Suddenly, however, the enemy attacks, thus breaking the armistice. Körner is wounded and hides himself so that no one finds him. Two civilians, Häusser and a farmer, have seen the skirmish and trace Körner's hideout back. Undetected by the French, they bring him to Häusser's house.

=== Act 4 ===
„Der deutschen Frauen Opfermut / Errettet mir das Vaterland.“ —
"The courage of German women / Saves the fatherland."

There, Häusser's wife Johanna takes care of the unconscious soldier. When Körner awakes, he learns what has happened and thanks Johanna for her help. She replies that everyone would have saved such a hero who so valiantly fought for the fatherland. Indeed, Körner is already that famous that Häusser is accompanied by several farmers in the second scene who only wish to see the wounded warrior.
As he feels well enough again, Körner, Johanna and Häusser make a plan for his escape. Häusser insinuates that he has friends in Leipzig who would be willing to support the hero if they were informed in advance. Johanna volunteers to smuggle a letter into the city, thus instruction Häusser's friend. After having praised the courage of German women, Körner leaves for Leipzig.

=== Act 5 ===
„Weh! Er ist tot, der Edelste von allen!“ —
"Alack! He is dead, the most noble of them all!"

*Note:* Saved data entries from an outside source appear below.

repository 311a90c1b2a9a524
//! Configuration infrastructure module

mod xdg;

pub use xdg::XdgConfigStore;
//! Filesystem file-save adapter

use std::path::{Path, PathBuf};

use async_trait::async_trait;
use tokio::fs;
use tracing::debug;

use crate::application::ports::{FileSaveSink, SaveError};
use crate::domain::recording::VideoBlob;

/// Saves recordings into a directory
pub struct FsFileSaveSink {
    dir: PathBuf,
}

impl FsFileSaveSink {
    pub fn new(dir: impl Into<PathBuf>) -> Self {
        Self { dir: dir.into() }
    }

    pub fn dir(&self) -> &Path {
        &self.dir
    }

    /// Reject names that would escape the output directory
    fn validate_filename(filename: &str) -> Result<(), SaveError> {
        let invalid = filename.is_empty()
            || filename == "."
            || filename == ".."
            || filename.contains('/')
            || filename.contains('\\');
        if invalid {
            return Err(SaveError::InvalidFileName(filename.to_string()));
        }
        Ok(())
    }
}

#[async_trait]
impl FileSaveSink for FsFileSaveSink {
    async fn save(&self, blob: &VideoBlob, filename: &str) -> Result<PathBuf, SaveError> {
        Self::validate_filename(filename)?;

        fs::create_dir_all(&self.dir)
            .await
            .map_err(|e| SaveError::WriteFailed(format!("{}: {}", self.dir.display(), e)))?;

        let target = self.dir.join(filename);
        let partial = self.dir.join(format!(".{}.part", filename));

        // Write next to the target, then move into place
        fs::write(&partial, blob.data())
            .await
            .map_err(|e| SaveError::WriteFailed(format!("{}: {}", partial.display(), e)))?;
        if let Err(e) = fs::rename(&partial, &target).await {
            let _ = fs::remove_file(&partial).await;
            return Err(SaveError::WriteFailed(format!("{}: {}", target.display(), e)));
        }

        debug!(path = %target.display(), bytes = blob.size_bytes(), "recording written");
        Ok(target)
    }
}

#[cfg(test)]
mod tests {
    use super::*;
    use crate::domain::recording::VideoMimeType;

    #[tokio::test]
    async fn writes_blob_to_directory() {
        let dir = tempfile::tempdir().unwrap();
        let sink = FsFileSaveSink::new(dir.path().join("videos"));
        let blob = VideoBlob::new(b"webm".to_vec(), VideoMimeType::Webm);

        let path = sink.save(&blob, "screen-capture.webm").await.unwrap();

        assert_eq!(path, dir.path().join("videos").join("screen-capture.webm"));
        assert_eq!(std::fs::read(&path).unwrap(), b"webm");
        assert!(!dir.path().join("videos").join(".screen-capture.webm.part").exists());
    }

    #[tokio::test]
    async fn overwrites_previous_file() {
        let dir = tempfile::tempdir().unwrap();
        let sink = FsFileSaveSink::new(dir.path());

        sink.save(&VideoBlob::new(b"first".to_vec(), VideoMimeType::Webm), "a.webm")
            .await
            .unwrap();
        let path = sink
            .save(&VideoBlob::new(b"second".to_vec(), VideoMimeType::Webm), "a.webm")
            .await
            .unwrap();

        assert_eq!(std::fs::read(path).unwrap(), b"second");
    }

    #[tokio::test]
    async fn rejects_path_like_names() {
        let dir = tempfile::tempdir().unwrap();
        let sink = FsFileSaveSink::new(dir.path());
        let blob = VideoBlob::new(vec![1], VideoMimeType::Webm);

        for name in ["", "..", "../escape.webm", "a/b.webm"] {
            let err = sink.save(&blob, name).await.unwrap_err();
            assert!(matches!(err, SaveError::InvalidFileName(_)), "{}", name);
        }
    }
}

Körner meets Lützow, Friesen and Elise again. Their joyous reunion is disrupted when they are informed that the enemy is approaching. During the following dialogue between him and Elise, Körner divines his forthcoming death and finally sets off to fight.
The battle is won, but Körner's foreboding was right: His dead body is carried by several soldiers. Bemoaning the loss of his friend, Lützow orders his Freikorps to leave for battle and venge the death of their hero.

== Current situation ==
The score only exists in Weißheimer's handwriting. In 2013, some parts of it were transliterated by order of the Louise-Otto-Peters-Gesellschaft. These excerpts were performed in a version for piano in cooperation with the Hochschule für Musik und Theater Leipzig, and recorded. Due to financial reasons, a full transliteration of the score and a performance of the entire opera are currently not envisaged.